The backlog of foreclosures are sitting and waiting to be listed. Once the estimated 1.7 million homes are listed and claimed by lenders, the market will be flooded and property values will naturally take a downward spiral.
One can understand why lenders may be holding off on these foreclosure listings, but I am not sure what they hope to gain in the end. Holding them will only delay the recovery of the market. I do understand that lenders are holding inventory in hopes of selling at optimal times, but what if the time never comes? The longer inventory is held on to, the longer it will take to sort through.
A great fear of many is that the government’s Home Affordable Modification Program will fail in 2010 causing a spike in foreclosures. This would then flood the market with the rest of the “Shadow” inventory.
The housing market looks to have its fair share of speed bumps next year. I remain optimistic that we have turned a corner, but I think it’s important that we enter the new decade with a level head. A combination of failing housing programs and lurking foreclosure inventories leads us to cautious optimism.

This entry was posted on Tuesday, December 29th, 2009 at 5:32 pm and is filed under Real Estate Economics, Real Estate Sales, Real Estate Trends. You can follow any responses to this entry through the RSS 2.0 feed. You can leave a response, or trackback from your own site.

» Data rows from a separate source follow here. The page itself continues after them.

use std::ops::Range;

/// A lifetime-erased handle to a caller-owned sequence.
///
/// The pool borrows every sequence of a batch for the duration of one
/// `sort_batch` call and hands out disjoint subranges of it to the worker
/// threads. The call does not return before the last task referencing the
/// batch has been resolved, so no `SequenceRef` outlives the borrow it was
/// created from.
pub(crate) struct SequenceRef<T> {
    ptr: *mut T,
    len: usize,
}

impl<T> SequenceRef<T> {
    pub fn new(seq: &mut [T]) -> Self {
        SequenceRef {
            ptr: seq.as_mut_ptr(),
            len: seq.len(),
        }
    }

    /// Reborrow a subrange of the sequence.
    ///
    /// Safety: no other live slice may overlap `range`. The pool upholds
    /// this because the ranges held by queued tasks are always disjoint and
    /// a parent's reborrow ends before its children are enqueued.
    pub unsafe fn range_mut(&self, range: Range<usize>) -> &mut [T] {
        assert!(
            range.start <= range.end && range.end <= self.len,
            "malformed task range {:?} for a sequence of length {}",
            range,
            self.len,
        );
        std::slice::from_raw_parts_mut(self.ptr.add(range.start), range.end - range.start)
    }
}

impl<T> Clone for SequenceRef<T> {
    fn clone(&self) -> Self {
        *self
    }
}

impl<T> Copy for SequenceRef<T> {}

unsafe impl<T: Send> Send for SequenceRef<T> {}

/// A unit of work sitting in the shared queue.
pub(crate) enum Task<T> {
    /// Partition `range` within the sequence, then either resolve it or
    /// feed two smaller ranges back into the queue.
    Sort {
        seq: SequenceRef<T>,
        range: Range<usize>,
    },
    /// Tells exactly one worker to exit its loop. Only queued during
    /// shutdown, one per worker.
    Poison,
}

#1 by Betsy Sheppard on December 30th, 2009 - 10:03 am
Very insightful information!
#2 by Rodney Hall on December 30th, 2009 - 11:54 am
Sibet, a similar event is waiting to unfold with the 10 million people unemployed who have been burning through their savings, 401k’s and retirement funds the past two years. Let’s face it: the average American can easily muster through six months to one year of unemployment due to accumulated savings and retirement, no matter how small. That is one reason we haven’t seen the full brunt of foreclosures to date. I’m afraid more will come onto the market in 2010 as nest eggs run dry in.
#3 by Sibet Freides on January 4th, 2010 - 1:42 pm
@ Rodney Hall
Thank you for your comments. I agree with you that continued unemployment, employees taking major pay cuts and the fact that the home is worth less than the mortgage will continue to deepen the foreclosure issue. Atlanta was the poster child for sprawl and now i am afraid we might be the poster child for foreclosures.